# [DIRECTIONS]
In the entries below, find each line bearing the string "diagnostics" and copy it.
>>>>>
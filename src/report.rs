//! Plain-text reports for terminals.
//!
//! Columns are aligned on display width, so accented or CJK identifiers
//! keep the layout straight.

use std::fmt::Write;

use unicode_width::UnicodeWidthStr;

use crate::mld::{Column, LogicalSchema};
use crate::rules::{error_count, Diagnostic};

/// Pad `text` with spaces up to `width` display columns.
fn pad(text: &str, width: usize) -> String {
    let shown = UnicodeWidthStr::width(text);
    let mut padded = String::from(text);
    padded.extend(std::iter::repeat_n(' ', width.saturating_sub(shown)));
    padded
}

fn widest<'a>(items: impl Iterator<Item = &'a str>) -> usize {
    items.map(UnicodeWidthStr::width).max().unwrap_or(0)
}

/// One line per diagnostic: severity, code, target, message.
pub fn diagnostics(diagnostics: &[Diagnostic]) -> String {
    let targets: Vec<String> = diagnostics
        .iter()
        .map(|d| d.target.as_ref().map(ToString::to_string).unwrap_or_default())
        .collect();
    let code_width = widest(diagnostics.iter().map(|d| d.code));
    let target_width = widest(targets.iter().map(String::as_str));

    let mut output = String::new();
    for (diag, target) in diagnostics.iter().zip(&targets) {
        let line = format!(
            "{} {} {} {}",
            pad(&diag.severity.to_string(), 7),
            pad(diag.code, code_width),
            pad(target, target_width),
            diag.message
        );
        output.push_str(line.trim_end());
        output.push('\n');
    }
    output.push_str(&summary(diagnostics));
    output.push('\n');
    output
}

pub fn summary(diagnostics: &[Diagnostic]) -> String {
    let errors = error_count(diagnostics);
    format!("{} error(s), {} warning(s)", errors, diagnostics.len() - errors)
}

/// Classic MLD notation: `Table (_pk_, column, #fk)`.
pub fn classic(schema: &LogicalSchema) -> String {
    let mut output = String::new();
    for table in &schema.tables {
        let columns: Vec<String> = table.columns.iter().map(classic_column).collect();
        let _ = writeln!(output, "{} ({})", table.name, columns.join(", "));
    }
    output
}

fn classic_column(column: &Column) -> String {
    let mut name = column.name.clone();
    if column.is_foreign_key {
        name.insert(0, '#');
    }
    if column.is_primary_key {
        name = format!("_{}_", name);
    }
    name
}

/// Table-by-table listing with types and flags, followed by the notes.
pub fn tables(schema: &LogicalSchema) -> String {
    let columns = || schema.tables.iter().flat_map(|t| t.columns.iter());
    let name_width = widest(columns().map(|c| c.name.as_str()));
    let type_width = widest(columns().map(|c| c.data_type.as_str()));

    let mut output = String::new();
    for (i, table) in schema.tables.iter().enumerate() {
        if i > 0 {
            output.push('\n');
        }
        output.push_str(&table.name);
        output.push('\n');
        for column in &table.columns {
            let line = format!(
                "  {} {} {}",
                pad(&column.name, name_width),
                pad(&column.data_type, type_width),
                flags(schema, &table.name, column)
            );
            output.push_str(line.trim_end());
            output.push('\n');
        }
    }

    for note in &schema.notes {
        let _ = writeln!(output, "note: {}", note);
    }
    output
}

fn flags(schema: &LogicalSchema, table: &str, column: &Column) -> String {
    let mut flags = Vec::new();
    if column.is_primary_key {
        flags.push("PK".to_string());
    }
    if let Some((to_table, to_column)) = &column.references {
        let action = schema
            .foreign_keys_of(table)
            .find(|fk| fk.from_column == column.name)
            .and_then(|fk| fk.on_delete)
            .map(|a| format!(" ON DELETE {}", a.as_sql()))
            .unwrap_or_default();
        flags.push(format!("FK -> {}.{}{}", to_table, to_column, action));
    }
    if column.is_unique {
        flags.push("UNIQUE".to_string());
    }
    if column.auto_increment {
        flags.push("AUTO".to_string());
    }
    if !column.nullable && !column.is_primary_key {
        flags.push("NOT NULL".to_string());
    }
    if let Some(value) = &column.default_value {
        flags.push(format!("DEFAULT {}", value));
    }
    flags.join(" ")
}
<<<<<
# [ANSWER SPACE]
pub fn diagnostics(diagnostics: &[Diagnostic]) -> String {
    let targets: Vec<String> = diagnostics
    let code_width = widest(diagnostics.iter().map(|d| d.code));
    for (diag, target) in diagnostics.iter().zip(&targets) {
    output.push_str(&summary(diagnostics));
pub fn summary(diagnostics: &[Diagnostic]) -> String {
    let errors = error_count(diagnostics);
    format!("{} error(s), {} warning(s)", errors, diagnostics.len() - errors)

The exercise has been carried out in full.